Die Redaktion erklärt sich selbst

Zur Erklärung: Blindtext ist das, was auf einer Zeitungsseite steht, wenn da eigentlich noch gar nichts steht. Zum Beispiel stand der folgende Blindtext gerade noch hier: xxxx xxx xxx xxxx Xxxxxx xxxxxx xxxxxx Xxxxxxxxxxx.

Oft handelt es sich beim Blindtext aber auch um fantasievollere Dinge. Zum Beispiel um wunderschöne Wendungen („ip essis num dit volore vulla“), von denen keiner genau weiß, ob sie nun Latein sind oder ein von Grafikern ausgehecktes Esperanto.

Oft besteht der Blindtext aber auch, etwas weniger harmlos, aus grottenschlechten Scherzen, die um nichts in der Welt jemals ans Licht der Öffentlichkeit dringen dürfen.

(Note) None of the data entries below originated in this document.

use anyhow::Result;
use std::path::Path;

use strongbox_core::catalog::Catalog;
use strongbox_core::config::StrongboxConfig;

use crate::config::ServerConfig;

pub fn run(base_dir: &Path, cli_passphrase: &Option<String>) -> Result<()> {
    println!("Initializing Strongbox in {}", base_dir.display());

    std::fs::create_dir_all(base_dir)?;

    let config_path = StrongboxConfig::default_path(base_dir);
    if config_path.exists() {
        println!("Config already exists at {}", config_path.display());
    } else {
        ServerConfig::default_config(base_dir).save(&config_path)?;
        println!("Created config: {}", config_path.display());
    }

    let config = ServerConfig::load(&config_path)?;
    let store = &config.strongbox.store;

    let _catalog = Catalog::open(Path::new(&store.db_path))?;
    println!("Initialized catalog: {}", store.db_path);

    std::fs::create_dir_all(&store.data_dir)?;
    println!("Payload directory: {}", store.data_dir);

    if store.key_provider == "local" {
        let keyfile_path = Path::new(&store.keyfile_path);
        if keyfile_path.exists() {
            println!("Keyfile already exists: {}", keyfile_path.display());
        } else {
            super::open_key_provider(&config.strongbox, cli_passphrase)?;
            println!("Created keyfile: {}", keyfile_path.display());
        }
    } else {
        println!("Key provider '{}' keeps no keyfile.", store.key_provider);
    }

    println!("\nStrongbox initialized. Next steps:");
    println!("  1. Set [http] admin_token in {}", config_path.display());
    println!("  2. For a cluster, list every member under [[nodes]] and copy the keyfile to each");
    println!("  3. Run `strongbox-server serve`");

    Ok(())
}
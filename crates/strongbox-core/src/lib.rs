pub mod audit;
pub mod catalog;
pub mod config;
pub mod crypto;
pub mod error;
pub mod lock;
pub mod maintenance;
pub mod types;

pub use error::{ErrorKind, ErrorResponse, Result, StoreError};
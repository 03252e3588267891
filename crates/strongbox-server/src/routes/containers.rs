use axum::Json;
use axum::http::{HeaderMap, HeaderName, HeaderValue, StatusCode};
use axum::response::{IntoResponse, Response};
use bytes::Bytes;
use strongbox_core::StoreError;
use strongbox_core::types::{ContainerPath, ContainerSettings};
use strongbox_engine::{DeleteMode, RequestContext};

use crate::error::ApiResult;
use crate::models::{
    CREATED_HEADER, Renamed, ResourceParams, committed, flag, insert_tag_headers, tags_from_headers,
};
use crate::state::AppState;

pub async fn get(
    state: &AppState,
    req: &RequestContext,
    path: &ContainerPath,
    params: &ResourceParams,
) -> ApiResult<Response> {
    if flag(&params.meta) {
        let container = state.containers.read(req, path).await?;
        return Ok(Json(container).into_response());
    }
    let listing = state.containers.enumerate(req, path).await?;
    Ok(Json(listing).into_response())
}

pub async fn head(
    state: &AppState,
    req: &RequestContext,
    path: &ContainerPath,
) -> ApiResult<Response> {
    let Some(container) = state.containers.head(req, path).await? else {
        return Ok(StatusCode::NOT_FOUND.into_response());
    };
    let mut response = StatusCode::OK.into_response();
    let headers = response.headers_mut();
    if let Ok(created) = HeaderValue::from_str(&container.created_at.to_rfc3339()) {
        headers.insert(HeaderName::from_static(CREATED_HEADER), created);
    }
    insert_tag_headers(headers, &container.tags);
    Ok(response)
}

/// PUT creates or retags the container, or with `?config` replaces its settings.
pub async fn put(
    state: &AppState,
    req: &RequestContext,
    path: &ContainerPath,
    params: &ResourceParams,
    headers: &HeaderMap,
    body: Bytes,
) -> ApiResult<Response> {
    if flag(&params.config) {
        let settings: ContainerSettings = serde_json::from_slice(&body)
            .map_err(|e| StoreError::InvalidRequest(format!("container settings: {e}")))?;
        let done = state.containers.configure(req, path, settings).await?;
        return Ok(committed(done));
    }
    let done = state
        .containers
        .write(req, path, tags_from_headers(headers))
        .await?;
    Ok(committed(done))
}

/// POST `?rename=<path>` moves the container with everything in it.
pub async fn post(
    state: &AppState,
    req: &RequestContext,
    path: &ContainerPath,
    params: &ResourceParams,
) -> ApiResult<Response> {
    let Some(to) = params.rename.as_deref() else {
        return Err(
            StoreError::InvalidRequest("POST on a container requires ?rename".into()).into(),
        );
    };
    let to = ContainerPath::parse(to)?;
    let done = state.containers.rename(req, path, &to).await?;
    Ok(committed(done.map(|()| Renamed {
        from: path.clone(),
        to,
    })))
}

pub async fn delete(
    state: &AppState,
    req: &RequestContext,
    path: &ContainerPath,
    params: &ResourceParams,
) -> ApiResult<Response> {
    let mode = if flag(&params.cascade) {
        DeleteMode::Cascade
    } else {
        DeleteMode::Reject
    };
    let done = state.containers.delete(req, path, mode).await?;
    Ok(committed(done))
}
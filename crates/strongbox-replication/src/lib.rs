pub mod coordinator;
pub mod node;
pub mod probe;
pub mod topology;
pub mod transport;
pub mod types;

pub use coordinator::{ReplicationCoordinator, ReplicationOutcome};
pub use node::{Node, NodeHealth};
pub use topology::{NodeStatus, Topology};
pub use transport::{HttpTransport, InProcessTransport, ReplicaHandler, ReplicaTransport};
pub use types::{Mutation, ReplicatedMutation};
use async_trait::async_trait;
use rand::RngCore;
use rand::rngs::OsRng;
use uuid::Uuid;

use crate::provider::{KeyProvider, ManagedKey};

/// Keys held only in process memory. Payloads sealed with them do not
/// survive a restart; meant for tests and throwaway nodes.
#[derive(Debug)]
pub struct EphemeralKeyProvider {
    keys: Vec<ManagedKey>,
}

impl EphemeralKeyProvider {
    pub fn new() -> Self {
        Self {
            keys: vec![generate()],
        }
    }
}

impl Default for EphemeralKeyProvider {
    fn default() -> Self {
        Self::new()
    }
}

fn generate() -> ManagedKey {
    let mut key = [0u8; 32];
    OsRng.fill_bytes(&mut key);
    ManagedKey {
        id: Uuid::now_v7().to_string(),
        key,
        created_at: chrono::Utc::now().to_rfc3339(),
    }
}

#[async_trait]
impl KeyProvider for EphemeralKeyProvider {
    async fn get_current_key(&self) -> anyhow::Result<ManagedKey> {
        self.keys
            .last()
            .cloned()
            .ok_or_else(|| anyhow::anyhow!("ephemeral keyring is empty"))
    }

    async fn get_key_by_id(&self, id: &str) -> anyhow::Result<ManagedKey> {
        self.keys
            .iter()
            .find(|k| k.id == id)
            .cloned()
            .ok_or_else(|| anyhow::anyhow!("Key {id} not found"))
    }

    async fn rotate_key(&mut self) -> anyhow::Result<ManagedKey> {
        let key = generate();
        self.keys.push(key.clone());
        Ok(key)
    }

    async fn list_key_ids(&self) -> anyhow::Result<Vec<String>> {
        Ok(self.keys.iter().map(|k| k.id.clone()).collect())
    }
}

Deswegen starrte Barbara Tóth ungläubig auf das dieswöchige Falter-Cover, das Grafiker Raphael Moser gerade auf seinem Bildschirm präsentierte, und sagte: „Das ist doch Blindtext, oder?“

Nein, ist es nicht. Es ist das Resultat einer Sitzung, die die Beteiligten – allen voran Armin Thurnher, Klaus Nüchtern und Dirk Merbach – als äußerst produktiv empfanden. Vom Ausgangsthema Wasserprivatisierung weg mäanderte die Diskussion nach Brüssel, zu Wahrzeichen nordeuropäischer Städte und schließlich zum Manneken Pis, dem kleinen Männchen in der belgischen Hauptstadt. Schon fiel das Wort „brunzen“, und der Stabreim mit „Brüssel“ entfaltete seinen unwiderstehlichen Zauber.

Das Resultat sehen Sie, liebe Leser, auf dem Cover. Nennen Sie es einfach journalistische Zuspitzung. Oder lesen Sie es als Gedicht.